Siena, 20 dicembre 2016 - «PERCHÉ Nell’anima? No, non è un caso. E’ il titolo che ho pensato per fare un omaggio alla città a cui devo tantissimo. E con questo titolo voglio dire grazie anche per tutte le cose belle che mi ha regalato: a cominciare dal Palio di Agosto dello scorso anno, quando scelsero me per dipintere il Drappellone. Un onore che non dimenticherò mai. Grazie Siena».

Elisabetta Rogai e i suoi cavalli, il suo senso del movimento e del colore. E quell’idea di dipingere col vino che l’ha resa famosa in mezzo mondo.

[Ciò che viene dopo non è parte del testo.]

impl<'c> RunState<'c> {
    fn new(canvas: &'c CanvasState) -> Self {
        let mut labels = HashMap::new();
        for block in &canvas.blocks {
            if !block.number.is_empty() {
                labels.entry(block.number.as_str()).or_insert(block.id.as_str());
            }
        }
        Self {
            // Whatever status the snapshot carries, every block starts idle.
            statuses: canvas
                .blocks
                .iter()
                .map(|b| (b.id.as_str(), BlockStatus::Idle))
                .collect(),
            outputs: HashMap::new(),
            labels,
        }
    }

    fn status(&self, block_id: &str) -> BlockStatus {
        self.statuses.get(block_id).copied().unwrap_or_default()
    }

    fn set_status(&mut self, block_id: &str, next: BlockStatus) {
        if let Some(status) = self.statuses.get_mut(block_id) {
            debug_assert!(
                status.can_transition_to(next),
                "block {} cannot go from {:?} to {:?}",
                block_id,
                status,
                next
            );
            *status = next;
        }
    }

    fn reference(&self, label: &str) -> Option<ReferenceState<'_>> {
        let block_id = *self.labels.get(label)?;
        Some(match self.outputs.get(block_id) {
            Some(output) => ReferenceState::Available(output.reference_text()),
            None => ReferenceState::Pending(self.status(block_id)),
        })
    }

    /// Why `block` must be skipped because something it depends on
    /// failed or was skipped
    fn upstream_failure(&self, block: &Block, graph: &DependencyGraph) -> Option<String> {
        for upstream in graph.predecessors(&block.id) {
            if let Some(outcome) = bad_outcome(self.status(upstream)) {
                return Some(format!("upstream block '{}' {}", upstream, outcome));
            }
        }
        for label in referenced_labels(&block.content) {
            if let Some(&upstream) = self.labels.get(label) {
                if let Some(outcome) = bad_outcome(self.status(upstream)) {
                    return Some(format!(
                        "referenced block '{}' [{}] {}",
                        upstream, label, outcome
                    ));
                }
            }
        }
        None
    }
}

fn bad_outcome(status: BlockStatus) -> Option<&'static str> {
    match status {
        BlockStatus::Failed => Some("failed"),
        BlockStatus::Skipped => Some("was skipped"),
        _ => None,
    }
}

/// Wait out a paused run. Returns false once cancellation is requested.
async fn await_clearance(
    execution_id: &str,
    control: &mut watch::Receiver<ControlSignal>,
) -> bool {
    let mut parked = false;
    loop {
        let signal = *control.borrow_and_update();
        match signal {
            ControlSignal::Run => {
                if parked {
                    log::info!("Execution {} continuing", execution_id);
                }
                return true;
            }
            ControlSignal::Cancel => return false,
            ControlSignal::Pause => {
                if !parked {
                    log::info!("Execution {} parked until resumed", execution_id);
                    parked = true;
                }
                if control.changed().await.is_err() {
                    return true;
                }
            }
        }
    }
}

/// Sleep for a retry delay. Returns false if cancellation ended the sleep.
async fn backoff(delay: Duration, control: &mut watch::Receiver<ControlSignal>) -> bool {
    if *control.borrow() == ControlSignal::Cancel {
        return false;
    }
    let sleep = tokio::time::sleep(delay);
    tokio::pin!(sleep);
    loop {
        tokio::select! {
            _ = &mut sleep => return true,
            changed = control.changed() => {
                if changed.is_err() {
                    (&mut sleep).await;
                    return true;
                }
                if *control.borrow() == ControlSignal::Cancel {
                    return false;
                }
            }
        }
    }
}

/// Runs canvas workflows against a block executor
pub struct ExecutionEngine {
    executor: Arc<dyn BlockExecutor>,
    config: EngineConfig,
    classifier: ErrorClassifier,
    registry: Arc<ExecutionRegistry>,
    error_log: Arc<ErrorLog>,
    /// Set once `with_error_log` supplied the log
    shared_error_log: bool,
    event_sink: Arc<dyn EventSink>,
}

La sua mostra si potrà vedere in un ambiente unico veramente, i Magazzini del Sale, al Palazzo Comunale di Siena fino al 27 dicembre.

Rogai, la mostra è molto grande: come è divisa?

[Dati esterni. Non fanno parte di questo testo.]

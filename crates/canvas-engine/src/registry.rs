//! Registry of workflow executions
//!
//! Tracks every run an engine has started: its workflow status, per-block
//! progress and the control channel used for pause/resume/cancel. Finished
//! runs stay queryable until `cleanup_finished` drops them.

use std::collections::HashMap;
use std::time::{Duration, Instant};

use serde::{Deserialize, Serialize};
use tokio::sync::{watch, RwLock};

use crate::types::{BlockId, BlockStatus, WorkflowStatus};

/// Control requested for a running execution
#[derive(Debug, Clone, Copy, PartialEq, Eq)]
pub enum ControlSignal {
    Run,
    Pause,
    Cancel,
}

/// Progress of one block within a run
#[derive(Debug, Clone, PartialEq, Eq, Serialize, Deserialize)]
#[serde(rename_all = "camelCase")]
pub struct BlockProgress {
    pub block_id: BlockId,
    pub execution_order: usize,
    pub status: BlockStatus,
}

/// Point-in-time copy of a run's state
#[derive(Debug, Clone, PartialEq, Serialize, Deserialize)]
#[serde(rename_all = "camelCase")]
pub struct ExecutionSnapshot {
    pub execution_id: String,
    pub status: WorkflowStatus,
    /// Blocks in execution order
    pub blocks: Vec<BlockProgress>,
    /// Time since the run started, or its total duration once finished
    pub elapsed_ms: u64,
}

impl ExecutionSnapshot {
    pub fn count(&self, status: BlockStatus) -> usize {
        self.blocks.iter().filter(|b| b.status == status).count()
    }
}

/// State for a single workflow execution
struct ExecutionState {
    status: WorkflowStatus,
    blocks: Vec<BlockProgress>,
    control: watch::Sender<ControlSignal>,
    started_at: Instant,
    finished_at: Option<Instant>,
}

impl ExecutionState {
    fn elapsed(&self) -> Duration {
        match self.finished_at {
            Some(finished) => finished.duration_since(self.started_at),
            None => self.started_at.elapsed(),
        }
    }

    fn is_finished(&self) -> bool {
        self.status.is_finished()
    }

    fn cancel_requested(&self) -> bool {
        *self.control.borrow() == ControlSignal::Cancel
    }
}

/// Manager for all workflow executions
pub struct ExecutionRegistry {
    executions: RwLock<HashMap<String, ExecutionState>>,
}

impl ExecutionRegistry {
    pub fn new() -> Self {
        Self {
            executions: RwLock::new(HashMap::new()),
        }
    }

    /// Register a run in `running` state with its blocks idle.
    ///
    /// Returns the control receiver, or `None` if the id is taken.
    pub async fn register(
        &self,
        execution_id: &str,
        block_ids: &[&str],
    ) -> Option<watch::Receiver<ControlSignal>> {
        let mut executions = self.executions.write().await;
        if executions.contains_key(execution_id) {
            return None;
        }

        let (control, receiver) = watch::channel(ControlSignal::Run);
        let blocks = block_ids
            .iter()
            .enumerate()
            .map(|(execution_order, id)| BlockProgress {
                block_id: id.to_string(),
                execution_order,
                status: BlockStatus::Idle,
            })
            .collect();

        executions.insert(
            execution_id.to_string(),
            ExecutionState {
                status: WorkflowStatus::Running,
                blocks,
                control,
                started_at: Instant::now(),
                finished_at: None,
            },
        );
        Some(receiver)
    }

    pub async fn set_block_status(&self, execution_id: &str, block_id: &str, status: BlockStatus) {
        let mut executions = self.executions.write().await;
        if let Some(block) = executions
            .get_mut(execution_id)
            .and_then(|state| state.blocks.iter_mut().find(|b| b.block_id == block_id))
        {
            block.status = status;
        }
    }

    /// Record the final status of a run and return the status stored.
    ///
    /// A cancellation accepted before this call turns a `Completed` run
    /// into `Cancelled`.
    pub async fn finish(&self, execution_id: &str, status: WorkflowStatus) -> WorkflowStatus {
        let mut executions = self.executions.write().await;
        match executions.get_mut(execution_id) {
            Some(state) => {
                let status = if state.cancel_requested() {
                    WorkflowStatus::Cancelled
                } else {
                    status
                };
                state.status = status;
                state.finished_at = Some(Instant::now());
                status
            }
            None => status,
        }
    }

    pub async fn status(&self, execution_id: &str) -> Option<WorkflowStatus> {
        self.executions
            .read()
            .await
            .get(execution_id)
            .map(|state| state.status)
    }

    pub async fn snapshot(&self, execution_id: &str) -> Option<ExecutionSnapshot> {
        let executions = self.executions.read().await;
        executions.get(execution_id).map(|state| ExecutionSnapshot {
            execution_id: execution_id.to_string(),
            status: state.status,
            blocks: state.blocks.clone(),
            elapsed_ms: state.elapsed().as_millis() as u64,
        })
    }

    /// Ask a running execution to pause before its next block.
    ///
    /// Returns false (and does nothing) unless the run is `running`.
    pub async fn pause(&self, execution_id: &str) -> bool {
        let mut executions = self.executions.write().await;
        match executions.get_mut(execution_id) {
            Some(state) if state.status == WorkflowStatus::Running && !state.cancel_requested() => {
                state.status = WorkflowStatus::Paused;
                state.control.send_replace(ControlSignal::Pause);
                true
            }
            _ => false,
        }
    }

    /// Let a paused execution continue. No-op unless the run is `paused`;
    /// a pending cancellation is never overridden.
    pub async fn resume(&self, execution_id: &str) -> bool {
        let mut executions = self.executions.write().await;
        match executions.get_mut(execution_id) {
            Some(state) if state.status == WorkflowStatus::Paused && !state.cancel_requested() => {
                state.status = WorkflowStatus::Running;
                state.control.send_replace(ControlSignal::Run);
                true
            }
            _ => false,
        }
    }

    /// Request cancellation. No-op for unknown or finished runs and for
    /// runs already asked to cancel.
    pub async fn cancel(&self, execution_id: &str) -> bool {
        let executions = self.executions.read().await;
        match executions.get(execution_id) {
            Some(state) if !state.is_finished() => {
                let previous = state.control.send_replace(ControlSignal::Cancel);
                previous != ControlSignal::Cancel
            }
            _ => false,
        }
    }

    /// Drop finished runs older than `max_age`, returning how many were removed
    pub async fn cleanup_finished(&self, max_age: Duration) -> usize {
        let mut executions = self.executions.write().await;
        let expired: Vec<String> = executions
            .iter()
            .filter(|(_, state)| {
                state
                    .finished_at
                    .map(|finished| finished.elapsed() >= max_age)
                    .unwrap_or(false)
            })
            .map(|(id, _)| id.clone())
            .collect();

        for id in &expired {
            executions.remove(id);
            log::debug!("Cleaned up finished execution: {}", id);
        }
        expired.len()
    }

    /// Remove a run regardless of its state
    pub async fn remove(&self, execution_id: &str) -> bool {
        self.executions.write().await.remove(execution_id).is_some()
    }

    pub async fn contains(&self, execution_id: &str) -> bool {
        self.executions.read().await.contains_key(execution_id)
    }

    /// Number of runs that have not finished
    pub async fn active_count(&self) -> usize {
        self.executions
            .read()
            .await
            .values()
            .filter(|state| !state.is_finished())
            .count()
    }

    pub async fn len(&self) -> usize {
        self.executions.read().await.len()
    }
}

impl Default for ExecutionRegistry {
    fn default() -> Self {
        Self::new()
    }
}

#[cfg(test)]
mod tests {
    use super::*;

    #[tokio::test]
    async fn test_register_and_snapshot() {
        let registry = ExecutionRegistry::new();
        assert!(registry.register("exec-1", &["a", "b"]).await.is_some());
        assert!(registry.register("exec-1", &["a"]).await.is_none());

        registry.set_block_status("exec-1", "a", BlockStatus::Completed).await;
        let snapshot = registry.snapshot("exec-1").await.unwrap();
        assert_eq!(snapshot.status, WorkflowStatus::Running);
        assert_eq!(snapshot.blocks[0].status, BlockStatus::Completed);
        assert_eq!(snapshot.blocks[1].execution_order, 1);
        assert_eq!(snapshot.count(BlockStatus::Idle), 1);
    }

    #[tokio::test]
    async fn test_pause_resume_cancel_signals() {
        let registry = ExecutionRegistry::new();
        let control = registry.register("exec-1", &["a"]).await.unwrap();

        assert!(registry.pause("exec-1").await);
        assert!(!registry.pause("exec-1").await);
        assert_eq!(*control.borrow(), ControlSignal::Pause);
        assert_eq!(registry.status("exec-1").await, Some(WorkflowStatus::Paused));

        assert!(registry.resume("exec-1").await);
        assert!(!registry.resume("exec-1").await);
        assert_eq!(*control.borrow(), ControlSignal::Run);

        assert!(registry.cancel("exec-1").await);
        assert!(!registry.cancel("exec-1").await);
        assert_eq!(*control.borrow(), ControlSignal::Cancel);
    }

    #[tokio::test]
    async fn test_resume_does_not_override_cancel() {
        let registry = ExecutionRegistry::new();
        let control = registry.register("exec-1", &["a"]).await.unwrap();

        assert!(registry.pause("exec-1").await);
        assert!(registry.cancel("exec-1").await);
        assert!(!registry.resume("exec-1").await);
        assert_eq!(*control.borrow(), ControlSignal::Cancel);
    }

    #[tokio::test]
    async fn test_unknown_and_finished_ids_are_noops() {
        let registry = ExecutionRegistry::new();
        assert!(!registry.pause("nope").await);
        assert!(!registry.resume("nope").await);
        assert!(!registry.cancel("nope").await);
        assert_eq!(registry.status("nope").await, None);

        let _control = registry.register("done", &[]).await.unwrap();
        registry.finish("done", WorkflowStatus::Completed).await;
        assert!(!registry.pause("done").await);
        assert!(!registry.cancel("done").await);
        assert_eq!(registry.status("done").await, Some(WorkflowStatus::Completed));
    }

    #[tokio::test]
    async fn test_finish_after_accepted_cancel_is_cancelled() {
        let registry = ExecutionRegistry::new();
        let _control = registry.register("late", &["a"]).await.unwrap();
        assert!(registry.cancel("late").await);

        let status = registry.finish("late", WorkflowStatus::Completed).await;
        assert_eq!(status, WorkflowStatus::Cancelled);
        assert_eq!(registry.status("late").await, Some(WorkflowStatus::Cancelled));
        assert!(!registry.cancel("late").await);
    }

    #[tokio::test]
    async fn test_cleanup_finished() {
        let registry = ExecutionRegistry::new();
        let _a = registry.register("finished", &["a"]).await.unwrap();
        let _b = registry.register("running", &["a"]).await.unwrap();
        registry.finish("finished", WorkflowStatus::Completed).await;

        assert_eq!(registry.cleanup_finished(Duration::from_secs(3600)).await, 0);
        assert_eq!(registry.cleanup_finished(Duration::ZERO).await, 1);
        assert!(!registry.contains("finished").await);
        assert!(registry.contains("running").await);
        assert_eq!(registry.active_count().await, 1);
        assert_eq!(registry.len().await, 1);
    }
}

«E’ divisa in dua parti grazie al grande gusto di Susanna Fratiglioni, e si snoda sui due livelli delle magnifiche grotte a mattoni dei Magazzini del Sale: nel primo il tema che dà il titolo alla mostra Nell’anima per me è sostanzialmente il ricordo della mia interpretazione del Drappellone del Palio dell’Assunta del 16 agosto scorso. Una data impossibile da scordare. Le mie opere rappresentano una sorta di work in progress: l’arrivo del materiale, la seta e lo studio, la scelta dei colori e dei vini del territorio, la realizzazione, lo spolvero, la presentazione alla folla, il Giubilo dei contradaioli. E quell’emozione pazzesca che ho ancora nel cuore».

Nel secondo livello?

«La sezione è concepita con l’intento bellissimo di valorizzare, in un certo, senso la mia poetica creativa ed è dove si potrà scoprire come la curiosità dal punto di vista artistico talvolta porta a diverse interpretazioni e innovazioni. Vorrei però ricordare che ho un primato tutto mio: l’aver pensato a una pittura diversa, usando un materiale quotidiano come il pane: cioè usando il jeans. Partendo da questo sono arrivata al canvas e al marmo».

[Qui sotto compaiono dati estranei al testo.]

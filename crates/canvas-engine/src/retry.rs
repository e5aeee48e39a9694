//! Retry policies with exponential backoff
//!
//! Each error category carries its own policy. The delay before retry `n`
//! (zero-based) is `baseDelay * backoffMultiplier^n`, optionally spread by
//! a jitter fraction, and never more than `maxDelay`.

use std::time::Duration;

use rand::Rng;
use serde::{Deserialize, Serialize};

use crate::classify::{Classification, ErrorKind};

/// Backoff settings for one error category
#[derive(Debug, Clone, Copy, PartialEq, Serialize, Deserialize)]
#[serde(rename_all = "camelCase", default)]
pub struct RetryPolicy {
    /// Maximum number of retries after the first attempt
    pub max_retries: u32,
    /// Delay before the first retry in milliseconds
    pub base_delay_ms: u64,
    /// Growth factor per retry (values below 1.0 are treated as 1.0)
    pub backoff_multiplier: f64,
    /// Upper bound for any delay in milliseconds
    pub max_delay_ms: u64,
    /// Random spread as a fraction of the delay (0.0 disables jitter)
    pub jitter: f64,
}

impl Default for RetryPolicy {
    fn default() -> Self {
        Self::exponential(3, 1000)
    }
}

impl RetryPolicy {
    /// Doubling backoff capped at 30s, without jitter
    pub fn exponential(max_retries: u32, base_delay_ms: u64) -> Self {
        Self {
            max_retries,
            base_delay_ms,
            backoff_multiplier: 2.0,
            max_delay_ms: 30_000,
            jitter: 0.0,
        }
    }

    /// A policy that never retries
    pub fn none() -> Self {
        Self::exponential(0, 0)
    }

    pub fn with_jitter(mut self, jitter: f64) -> Self {
        self.jitter = jitter;
        self
    }

    pub fn with_max_delay(mut self, max_delay_ms: u64) -> Self {
        self.max_delay_ms = max_delay_ms;
        self
    }

    /// Delay before retry `attempt`, without jitter.
    ///
    /// Non-decreasing in `attempt` and capped at `max_delay_ms`.
    pub fn base_delay(&self, attempt: u32) -> Duration {
        Duration::from_millis(self.base_delay_ms_for(attempt) as u64)
    }

    fn base_delay_ms_for(&self, attempt: u32) -> f64 {
        let multiplier = self.backoff_multiplier.max(1.0);
        let exponent = attempt.min(i32::MAX as u32) as i32;
        let raw = self.base_delay_ms as f64 * multiplier.powi(exponent);
        let cap = self.max_delay_ms as f64;
        if raw.is_finite() {
            raw.min(cap)
        } else {
            cap
        }
    }

    /// Delay before retry `attempt`, with jitter drawn from `rng`
    pub fn delay_with<R: Rng>(&self, attempt: u32, rng: &mut R) -> Duration {
        let base = self.base_delay_ms_for(attempt);
        let spread = self.jitter.clamp(0.0, 1.0);
        if spread == 0.0 || base == 0.0 {
            return Duration::from_millis(base as u64);
        }
        let factor = rng.gen_range((1.0 - spread)..=(1.0 + spread));
        let jittered = (base * factor).min(self.max_delay_ms as f64);
        Duration::from_millis(jittered as u64)
    }

    /// Delay before retry `attempt`, with jitter from the thread RNG
    pub fn delay(&self, attempt: u32) -> Duration {
        self.delay_with(attempt, &mut rand::thread_rng())
    }
}

/// Outcome of a retry decision
#[derive(Debug, Clone, Copy, PartialEq, Eq)]
pub struct RetryDecision {
    pub should_retry: bool,
    /// How long to wait before retrying (zero when not retrying)
    pub delay: Duration,
}

impl RetryDecision {
    fn stop() -> Self {
        Self {
            should_retry: false,
            delay: Duration::ZERO,
        }
    }
}

/// One retry policy per error category
#[derive(Debug, Clone, PartialEq, Serialize, Deserialize)]
#[serde(rename_all = "camelCase", default)]
pub struct RetryPolicies {
    pub network: RetryPolicy,
    pub timeout: RetryPolicy,
    pub download: RetryPolicy,
    pub rate_limit: RetryPolicy,
    pub auth: RetryPolicy,
    pub validation: RetryPolicy,
    pub api: RetryPolicy,
    pub storage: RetryPolicy,
    pub system: RetryPolicy,
}

impl Default for RetryPolicies {
    fn default() -> Self {
        Self {
            network: RetryPolicy::exponential(5, 1000).with_jitter(0.1),
            timeout: RetryPolicy::exponential(3, 2000).with_jitter(0.1),
            download: RetryPolicy::exponential(3, 1000),
            rate_limit: RetryPolicy::exponential(5, 5000)
                .with_max_delay(60_000)
                .with_jitter(0.2),
            auth: RetryPolicy::none(),
            validation: RetryPolicy::none(),
            api: RetryPolicy::exponential(3, 1000).with_jitter(0.1),
            storage: RetryPolicy::exponential(2, 500),
            system: RetryPolicy::exponential(1, 1000),
        }
    }
}

impl RetryPolicies {
    /// Default retry counts with every delay set to zero
    pub fn without_delays() -> Self {
        let mut policies = Self::default();
        for kind in ErrorKind::ALL {
            let policy = policies.for_kind_mut(kind);
            policy.base_delay_ms = 0;
            policy.max_delay_ms = 0;
            policy.jitter = 0.0;
        }
        policies
    }

    /// Never retry anything
    pub fn disabled() -> Self {
        let mut policies = Self::default();
        for kind in ErrorKind::ALL {
            *policies.for_kind_mut(kind) = RetryPolicy::none();
        }
        policies
    }

    /// Replace the policy for one category
    pub fn with_policy(mut self, kind: ErrorKind, policy: RetryPolicy) -> Self {
        *self.for_kind_mut(kind) = policy;
        self
    }

    pub fn for_kind(&self, kind: ErrorKind) -> &RetryPolicy {
        match kind {
            ErrorKind::Network => &self.network,
            ErrorKind::Timeout => &self.timeout,
            ErrorKind::Download => &self.download,
            ErrorKind::RateLimit => &self.rate_limit,
            ErrorKind::Auth => &self.auth,
            ErrorKind::Validation => &self.validation,
            ErrorKind::Api => &self.api,
            ErrorKind::Storage => &self.storage,
            ErrorKind::System => &self.system,
        }
    }

    fn for_kind_mut(&mut self, kind: ErrorKind) -> &mut RetryPolicy {
        match kind {
            ErrorKind::Network => &mut self.network,
            ErrorKind::Timeout => &mut self.timeout,
            ErrorKind::Download => &mut self.download,
            ErrorKind::RateLimit => &mut self.rate_limit,
            ErrorKind::Auth => &mut self.auth,
            ErrorKind::Validation => &mut self.validation,
            ErrorKind::Api => &mut self.api,
            ErrorKind::Storage => &mut self.storage,
            ErrorKind::System => &mut self.system,
        }
    }

    /// Decide whether to retry after a failure.
    ///
    /// `attempt` is the number of retries already performed. Non-recoverable
    /// failures are never retried, whatever the attempt count.
    pub fn decide(&self, classification: Classification, attempt: u32) -> RetryDecision {
        if !classification.recoverable {
            return RetryDecision::stop();
        }
        let policy = self.for_kind(classification.kind);
        if attempt >= policy.max_retries {
            return RetryDecision::stop();
        }
        RetryDecision {
            should_retry: true,
            delay: policy.delay(attempt),
        }
    }
}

E soprattutto all’EnoArte.

(Sorride)« In effetti questa è una mia personalissima invenzione, unica in Italia, per cui a volte anche io stessa sono un po’ incredula da quanto piaccia non solo qui, dove abbiamo col vino non solo una consuetudine, ma una vera e propria scuola di pensiero. Piace molto anche anche negli altri Paesi».

Ma come si arriva all’EnoArte?

«Dopo anni di studio e molti tentativi, attraverso l’aiuto del professor Roberto Bianchini, docente di chimica organica dell’Università di Firenze, siamo riusciti a capire a capire come “fissare” il vino sulla tela, un procedimento particolare che dona al quadro una vita vera e propria. E’ bello perchè sulla tela il vino invecchia ed i colori seguono l’andamento del tempo».

La mostra è ai Magazzini del Sale di Siena: da vedere.